Een belangrijke belemmering in het proces van creativiteit kan de medicatie zijn. Thieme van Beek stelt altijd vragen over de invloed die de medicatie heeft op de uitingsvorm, zeker als hij ziet dat daardoor blokkades in het creatieve proces optreden."Het is een gegeven dat medicatie gevoelsvervlakking geeft en dat juist kunstenaars daar heel veel last van hebben. Zij komen daardoor vaak niet bij hun gevoel van waaruit ze juist moeten kunnen werken. Daarom is het belangrijk te kijken wat de minimaal noodzakelijke medicatie kan zijn en de rest af te bouwen. Hoe ver je daarin kunt gaan hangt altijd ook af van de persoon in kwestie zelf. Dit probleem speelde ook bij het opzetten van het kunstenaarsproject in het DAC in Amsterdam waar ik gewerkt heb. Daar stond de vraag centraal in hoeverre mensen het stuk gekte binnen zichzelf kunnen accepteren. Je kunt zeggen, ik wil op deze medicatie blijven zitten want ik wil helemaal geen stemmen horen. Hoewel medicatie lang niet altijd daarop invloed heeft. Of je kunt zeggen, ik wil zoveel stemmen horen als ik kan dragen. Dan kan ik me beter uitdrukken, dus neem ik iets minder medicatie."

 

Cor Pieters heeft een goede verstandhouding met zijn psychiater, vandaar dat hij flexibel kan omgaan met medicijnen. Hij heeft een ‘onderhoudsmedicatie’ dat wil zeggen dat hij zoveel medicatie neemt dat hij net niet in een psychose terecht komt. Hij zegt: "Ik ben regelmatig randpsychotisch want de gedachtenstromen in mijn hoofd kunnen dan zo sterk worden dat ik dan helemaal stil val en zelfs geen kopje kan afwassen. Dat overkomt me regelmatig als zich emotionele dingen in mijn leven voordoen. Dan begint het gigantisch te tollen maar ik hanteer dat en kan als gevolg daarvan wel bij mijn eigen gevoelswereld komen. Die vervlakking waar Thieme het over heeft is absoluut een ramp. Je hebt helemaal geen relatie meer tot je emotionele wereld. En juist daar zit de bron van je creativiteit.

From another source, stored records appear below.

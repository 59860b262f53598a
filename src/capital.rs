//! Net premium, margin requirement, and the capital check.
//!
//! All money math stays in [`Decimal`]. Debit strategies need their full cost
//! in cash. Credit strategies need margin: defined-risk spreads post the
//! worst-case width minus the credit received; undefined-risk short legs use
//! a Reg-T-style proxy of `max(20% of spot − OTM amount, 10% of spot)` per
//! contract, taking the largest short leg's requirement without offsetting
//! the credit.

use rust_decimal::Decimal;
use rust_decimal::prelude::ToPrimitive;
use serde::{Deserialize, Serialize};

use crate::checks::RiskCheck;
use crate::classifier::{ClassifiedStrategy, StrategyType};
use crate::position::{OptionPosition, OptionType};

/// Capital figures for a proposal.
#[derive(Debug, Clone, Copy, PartialEq, Eq, Serialize, Deserialize)]
pub struct CapitalAssessment {
    /// Signed net premium of the proposal (debit positive, credit negative).
    pub estimated_cost: Decimal,
    /// Cash or margin the proposal ties up.
    pub required_capital: Decimal,
}

/// Signed net premium in account currency: debit positive, credit negative.
#[must_use]
pub fn net_premium(legs: &[OptionPosition], multiplier: u32) -> Decimal {
    let multiplier = Decimal::from(multiplier);
    legs.iter()
        .map(|leg| leg.premium * Decimal::from(leg.signed_quantity()) * multiplier)
        .sum()
}

/// Compute the capital a classified proposal requires.
#[must_use]
pub fn assess(
    strategy: &ClassifiedStrategy,
    legs: &[OptionPosition],
    multiplier: u32,
) -> CapitalAssessment {
    let estimated_cost = strategy.net_premium;
    let required_capital = if estimated_cost >= Decimal::ZERO {
        // Debit: the full cost is paid up front.
        estimated_cost
    } else if strategy.strategy_type.is_defined_risk() {
        defined_risk_margin(strategy, legs, multiplier)
    } else {
        naked_margin(legs, multiplier)
    };
    CapitalAssessment {
        estimated_cost,
        required_capital: required_capital.max(Decimal::ZERO),
    }
}

/// Worst-case strike width times size, less the credit received.
fn defined_risk_margin(
    strategy: &ClassifiedStrategy,
    legs: &[OptionPosition],
    multiplier: u32,
) -> Decimal {
    let credit = -strategy.net_premium;
    let base_qty = legs.iter().map(|leg| leg.quantity).min().unwrap_or(1).max(1);
    let width = max_strike_width(strategy);
    width * Decimal::from(multiplier) * Decimal::from(base_qty) - credit
}

fn max_strike_width(strategy: &ClassifiedStrategy) -> Decimal {
    let strikes = &strategy.strikes;
    match strategy.strategy_type {
        StrategyType::CallSpread | StrategyType::PutSpread => strikes[1] - strikes[0],
        // Wing widths; the put and call sides may be unequal.
        StrategyType::IronCondor | StrategyType::IronButterfly => {
            (strikes[1] - strikes[0]).max(strikes[3] - strikes[2])
        }
        StrategyType::Butterfly => (strikes[1] - strikes[0]).max(strikes[2] - strikes[1]),
        _ => strikes
            .last()
            .zip(strikes.first())
            .map_or(Decimal::ZERO, |(hi, lo)| *hi - *lo),
    }
}

/// Reg-T-style proxy for undefined-risk short legs. Each short leg requires
/// `max(0.20·spot − OTM amount, 0.10·spot) × multiplier × quantity`; the
/// proposal requires the largest of those. The credit received is not
/// offset.
fn naked_margin(legs: &[OptionPosition], multiplier: u32) -> Decimal {
    let twenty_pct = Decimal::new(20, 2);
    let ten_pct = Decimal::new(10, 2);
    legs.iter()
        .filter(|leg| leg.is_short())
        .map(|leg| {
            let spot = leg.underlying_price;
            let otm_amount = match leg.option_type {
                OptionType::Call => (leg.strike - spot).max(Decimal::ZERO),
                OptionType::Put => (spot - leg.strike).max(Decimal::ZERO),
            };
            let per_share = (twenty_pct * spot - otm_amount).max(ten_pct * spot);
            per_share * Decimal::from(multiplier) * Decimal::from(leg.quantity)
        })
        .max()
        .unwrap_or(Decimal::ZERO)
}

/// The `capital_requirement` check: a shortfall against available cash is the
/// one finding that blocks on its own.
#[must_use]
pub fn capital_requirement(assessment: &CapitalAssessment, cash_balance: Decimal) -> RiskCheck {
    let required = assessment.required_capital;
    let required_f64 = required.to_f64().unwrap_or(f64::MAX);
    let cash_f64 = cash_balance.to_f64().unwrap_or(0.0);

    if required > cash_balance {
        return RiskCheck::blocker(
            "capital_requirement",
            format!("requires {required} but only {cash_balance} is available"),
        )
        .with_values(required_f64, cash_f64);
    }

    let pct_used = if cash_balance > Decimal::ZERO {
        (required_f64 / cash_f64) * 100.0
    } else {
        0.0
    };
    RiskCheck::pass(
        "capital_requirement",
        format!("uses {pct_used:.1}% of available capital"),
    )
    .with_values(required_f64, cash_f64)
}
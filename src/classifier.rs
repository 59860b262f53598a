//! Strategy classification.
//!
//! Infers a strategy type from the *shape* of the proposed leg set (leg
//! count, option types, strikes, expiries, actions, quantities). The
//! classifier never fails: shapes that match no known strategy degrade to
//! [`StrategyType::Custom`].

use rust_decimal::Decimal;
use serde::{Deserialize, Serialize};
use std::fmt;

use crate::capital;
use crate::position::{OptionAction, OptionPosition, OptionType};

/// The recognized strategy shapes (1-4 legs).
#[derive(Debug, Clone, Copy, PartialEq, Eq, Hash, Serialize, Deserialize)]
#[serde(rename_all = "SCREAMING_SNAKE_CASE")]
pub enum StrategyType {
    /// Buy a call.
    LongCall,
    /// Buy a put.
    LongPut,
    /// Sell a call (naked).
    ShortCall,
    /// Sell a put (naked or cash-secured).
    ShortPut,
    /// Vertical call spread (same expiry, different strikes).
    CallSpread,
    /// Vertical put spread (same expiry, different strikes).
    PutSpread,
    /// Call + put at the same strike and expiry, same direction.
    Straddle,
    /// Call + put at different strikes, same expiry and direction.
    Strangle,
    /// Put spread below spot + call spread above, four strikes.
    IronCondor,
    /// Iron condor whose inner (short) strikes coincide.
    IronButterfly,
    /// Same type and strike, different expiries.
    Calendar,
    /// Same type, different strikes and expiries.
    Diagonal,
    /// Three strikes, 1/2/1 quantity ratio, wings against the body.
    Butterfly,
    /// Vertical with unequal leg quantities.
    RatioSpread,
    /// Anything that matches no known shape.
    Custom,
}

impl StrategyType {
    /// Whether maximum loss is structurally capped by long wings.
    #[must_use]
    pub const fn is_defined_risk(&self) -> bool {
        matches!(
            self,
            Self::CallSpread
                | Self::PutSpread
                | Self::Butterfly
                | Self::IronCondor
                | Self::IronButterfly
        )
    }

    /// Whether the strategy profits from the underlying staying inside a
    /// price range (given the usual debit/credit direction is confirmed by
    /// the caller).
    #[must_use]
    pub const fn is_range_bound(&self) -> bool {
        matches!(
            self,
            Self::IronCondor | Self::IronButterfly | Self::Butterfly
        )
    }
}

impl fmt::Display for StrategyType {
    fn fmt(&self, f: &mut fmt::Formatter<'_>) -> fmt::Result {
        let name = match self {
            Self::LongCall => "Long Call",
            Self::LongPut => "Long Put",
            Self::ShortCall => "Short Call",
            Self::ShortPut => "Short Put",
            Self::CallSpread => "Call Spread",
            Self::PutSpread => "Put Spread",
            Self::Straddle => "Straddle",
            Self::Strangle => "Strangle",
            Self::IronCondor => "Iron Condor",
            Self::IronButterfly => "Iron Butterfly",
            Self::Calendar => "Calendar",
            Self::Diagonal => "Diagonal",
            Self::Butterfly => "Butterfly",
            Self::RatioSpread => "Ratio Spread",
            Self::Custom => "Custom",
        };
        write!(f, "{name}")
    }
}

/// Maximum loss/profit of a strategy: a dollar amount or unbounded.
#[derive(Debug, Clone, Copy, PartialEq, Serialize, Deserialize)]
#[serde(rename_all = "snake_case")]
pub enum PayoffBound {
    /// Capped at the contained dollar amount.
    Limited(Decimal),
    /// No structural cap.
    Unbounded,
}

impl PayoffBound {
    /// The capped amount, if any.
    #[must_use]
    pub const fn amount(&self) -> Option<Decimal> {
        match self {
            Self::Limited(amount) => Some(*amount),
            Self::Unbounded => None,
        }
    }
}

impl fmt::Display for PayoffBound {
    fn fmt(&self, f: &mut fmt::Formatter<'_>) -> fmt::Result {
        match self {
            Self::Limited(amount) => write!(f, "{amount}"),
            Self::Unbounded => write!(f, "unbounded"),
        }
    }
}

/// Summary of the classified proposal.
#[derive(Debug, Clone, PartialEq, Serialize, Deserialize)]
pub struct StrategyInfo {
    /// Classified shape.
    pub strategy_type: StrategyType,
    /// Number of proposed legs.
    pub leg_count: usize,
    /// Net premium in dollars: positive for a debit, negative for a credit.
    pub estimated_cost: Decimal,
    /// Worst-case loss.
    pub max_loss: PayoffBound,
    /// Best-case profit.
    pub max_profit: PayoffBound,
}

/// Classifier output consumed by the Greeks, probability and capital stages.
#[derive(Debug, Clone, PartialEq, Serialize, Deserialize)]
pub struct ClassifiedStrategy {
    /// Classified shape.
    pub strategy_type: StrategyType,
    /// Strikes in ascending order.
    pub strikes: Vec<Decimal>,
    /// Net premium in dollars: positive for a debit, negative for a credit.
    pub net_premium: Decimal,
    /// Strategy summary for the final result.
    pub info: StrategyInfo,
}

impl ClassifiedStrategy {
    /// Whether the proposal collects premium (net credit).
    #[must_use]
    pub fn is_credit(&self) -> bool {
        self.net_premium < Decimal::ZERO
    }
}

/// Classify a proposed leg set.
///
/// `multiplier` is the contract multiplier used to turn per-share premiums
/// into dollar cost (typically 100 for equity options).
#[must_use]
pub fn classify(legs: &[OptionPosition], multiplier: u32) -> ClassifiedStrategy {
    let strategy_type = match legs.len() {
        1 => classify_single(&legs[0]),
        2 => classify_two_legs(&legs[0], &legs[1]),
        3 => classify_three_legs(legs),
        4 => classify_four_legs(legs),
        _ => StrategyType::Custom,
    };

    let mut strikes: Vec<Decimal> = legs.iter().map(|leg| leg.strike).collect();
    strikes.sort_unstable();

    let net_premium = capital::net_premium(legs, multiplier);
    let (max_loss, max_profit) = payoff_bounds(strategy_type, legs, &strikes, net_premium, multiplier);

    ClassifiedStrategy {
        strategy_type,
        strikes,
        net_premium,
        info: StrategyInfo {
            strategy_type,
            leg_count: legs.len(),
            estimated_cost: net_premium,
            max_loss,
            max_profit,
        },
    }
}

fn classify_single(leg: &OptionPosition) -> StrategyType {
    match (leg.action, leg.option_type) {
        (OptionAction::Buy, OptionType::Call) => StrategyType::LongCall,
        (OptionAction::Buy, OptionType::Put) => StrategyType::LongPut,
        (OptionAction::Sell, OptionType::Call) => StrategyType::ShortCall,
        (OptionAction::Sell, OptionType::Put) => StrategyType::ShortPut,
    }
}

fn classify_two_legs(a: &OptionPosition, b: &OptionPosition) -> StrategyType {
    let same_type = a.option_type == b.option_type;
    let same_strike = a.strike == b.strike;
    let same_expiry = a.expiry == b.expiry;
    let same_action = a.action == b.action;

    if same_type && same_expiry && !same_strike && !same_action {
        // One long, one short of the same type: a vertical.
        if a.quantity == b.quantity {
            return match a.option_type {
                OptionType::Call => StrategyType::CallSpread,
                OptionType::Put => StrategyType::PutSpread,
            };
        }
        return StrategyType::RatioSpread;
    }
    if !same_type && same_expiry && same_action {
        return if same_strike {
            StrategyType::Straddle
        } else {
            StrategyType::Strangle
        };
    }
    if same_type && !same_expiry {
        return if same_strike {
            StrategyType::Calendar
        } else {
            StrategyType::Diagonal
        };
    }

    StrategyType::Custom
}

fn classify_three_legs(legs: &[OptionPosition]) -> StrategyType {
    let first = &legs[0];
    let uniform = legs
        .iter()
        .all(|leg| leg.option_type == first.option_type && leg.expiry == first.expiry);
    if !uniform {
        return StrategyType::Custom;
    }

    let mut sorted: Vec<&OptionPosition> = legs.iter().collect();
    sorted.sort_by(|x, y| x.strike.cmp(&y.strike));
    let (lo, body, hi) = (sorted[0], sorted[1], sorted[2]);

    let distinct = lo.strike < body.strike && body.strike < hi.strike;
    let ratio_1_2_1 = lo.quantity == hi.quantity && body.quantity == lo.quantity * 2;
    let wings_against_body =
        lo.action == hi.action && body.action != lo.action;

    if distinct && ratio_1_2_1 && wings_against_body {
        StrategyType::Butterfly
    } else {
        StrategyType::Custom
    }
}

fn classify_four_legs(legs: &[OptionPosition]) -> StrategyType {
    let first = &legs[0];
    if !legs.iter().all(|leg| leg.expiry == first.expiry) {
        return StrategyType::Custom;
    }
    if !legs.iter().all(|leg| leg.quantity == first.quantity) {
        return StrategyType::Custom;
    }

    // Sort by strike, puts before calls at an equal strike, so a condor
    // reads [long put, short put, short call, long call].
    let mut sorted: Vec<&OptionPosition> = legs.iter().collect();
    sorted.sort_by(|x, y| {
        x.strike
            .cmp(&y.strike)
            .then_with(|| type_rank(x.option_type).cmp(&type_rank(y.option_type)))
    });

    let types_ok = sorted[0].option_type == OptionType::Put
        && sorted[1].option_type == OptionType::Put
        && sorted[2].option_type == OptionType::Call
        && sorted[3].option_type == OptionType::Call;
    let actions_ok = sorted[0].action == OptionAction::Buy
        && sorted[1].action == OptionAction::Sell
        && sorted[2].action == OptionAction::Sell
        && sorted[3].action == OptionAction::Buy;
    let wings_ok = sorted[0].strike < sorted[1].strike && sorted[2].strike < sorted[3].strike;

    if !(types_ok && actions_ok && wings_ok) {
        return StrategyType::Custom;
    }

    if sorted[1].strike == sorted[2].strike {
        StrategyType::IronButterfly
    } else {
        StrategyType::IronCondor
    }
}

const fn type_rank(option_type: OptionType) -> u8 {
    match option_type {
        OptionType::Put => 0,
        OptionType::Call => 1,
    }
}

/// Worst-case loss and best-case profit for a classified shape.
///
/// `net` is the signed net premium in dollars (debit positive). Shapes
/// without a closed form (calendar, diagonal, ratio, custom) degrade
/// conservatively: a debit caps the loss at the debit, a credit leaves the
/// loss unbounded.
fn payoff_bounds(
    strategy_type: StrategyType,
    legs: &[OptionPosition],
    strikes: &[Decimal],
    net: Decimal,
    multiplier: u32,
) -> (PayoffBound, PayoffBound) {
    let base_qty = legs.iter().map(|leg| leg.quantity).min().unwrap_or(1);
    let unit = Decimal::from(multiplier) * Decimal::from(base_qty);

    match strategy_type {
        StrategyType::LongCall => (PayoffBound::Limited(net), PayoffBound::Unbounded),
        StrategyType::LongPut => (
            PayoffBound::Limited(net),
            PayoffBound::Limited(strikes[0] * unit - net),
        ),
        StrategyType::ShortCall => (PayoffBound::Unbounded, PayoffBound::Limited(-net)),
        StrategyType::ShortPut => (
            PayoffBound::Limited(strikes[0] * unit + net),
            PayoffBound::Limited(-net),
        ),
        StrategyType::CallSpread | StrategyType::PutSpread => {
            let width = strikes[1] - strikes[0];
            if net >= Decimal::ZERO {
                (
                    PayoffBound::Limited(net),
                    PayoffBound::Limited(width * unit - net),
                )
            } else {
                (
                    PayoffBound::Limited(width * unit + net),
                    PayoffBound::Limited(-net),
                )
            }
        }
        StrategyType::Straddle | StrategyType::Strangle => {
            if net >= Decimal::ZERO {
                (PayoffBound::Limited(net), PayoffBound::Unbounded)
            } else {
                (PayoffBound::Unbounded, PayoffBound::Limited(-net))
            }
        }
        StrategyType::Butterfly => {
            let width = (strikes[1] - strikes[0]).min(strikes[2] - strikes[1]);
            if net >= Decimal::ZERO {
                (
                    PayoffBound::Limited(net),
                    PayoffBound::Limited(width * unit - net),
                )
            } else {
                (
                    PayoffBound::Limited(width * unit + net),
                    PayoffBound::Limited(-net),
                )
            }
        }
        StrategyType::IronCondor | StrategyType::IronButterfly => {
            let put_width = strikes[1] - strikes[0];
            let call_width = strikes[3] - strikes[2];
            let width = put_width.max(call_width);
            (
                PayoffBound::Limited(width * unit + net),
                PayoffBound::Limited(-net),
            )
        }
        StrategyType::Calendar
        | StrategyType::Diagonal
        | StrategyType::RatioSpread
        | StrategyType::Custom => {
            if net >= Decimal::ZERO {
                (PayoffBound::Limited(net), PayoffBound::Unbounded)
            } else {
                (PayoffBound::Unbounded, PayoffBound::Limited(-net))
            }
        }
    }
}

Het is ook heel belangrijk dat de behandelaar het vertrouwen in mij heeft dat het niet uit de klauwen loopt. Aan de ene kant ben ik bezig die ervaringen uit die psychose te verwerken en aan de andere kant ben ik bezig met mijn draagkracht in het gewone leven te hanteren. Ik was vorige week kamperen met mijn nichtje en toen brak er ’s nachts een storm uit en dan zit je in een tentje met een vierjarige waar jij verantwoordelijk voor bent. Ondertussen heb je het gevoel dat elk moment de tent weg gaat vliegen. Ik heb kunnen constateren, omdat mijn zuster het vertrouwen in me heeft, dat ik die verantwoordelijkheid aan kan, dat stress die z’n situatie genereert voor mij geen gevaar oplevert omdat het rationeel voor mij hanteerbaar is. Je kunt kijken of de haringen nog in de grond zitten. Het is een overzichtelijk probleem waar je rationeel op kunt inspringen. Bij mij komt het gevaar pas als ik het overzicht niet meer heb. Het beeld over wanneer er een psychose zich gaat aandienen wordt voor mij steeds scherper. Het randpsychotisch zijn is voor mij geen bedreiging. Dat is juist een proces van communiceren met mezelf en daarvan raak ik ook niet in paniek. Ik heb er veel ervaring mee en weet dat het na drie dagen weer over is en ik kan er mee leven om dicht op het randje te komen. Maar dat kan niet iedereen heb ik o.a. gemerkt in een ‘multiloog-groep’ in Amsterdam (zie ook Deviant nr. 15 - red.). Je moet heel voorzichtig zijn met het veralgemeniseren van deze individuele belevingen".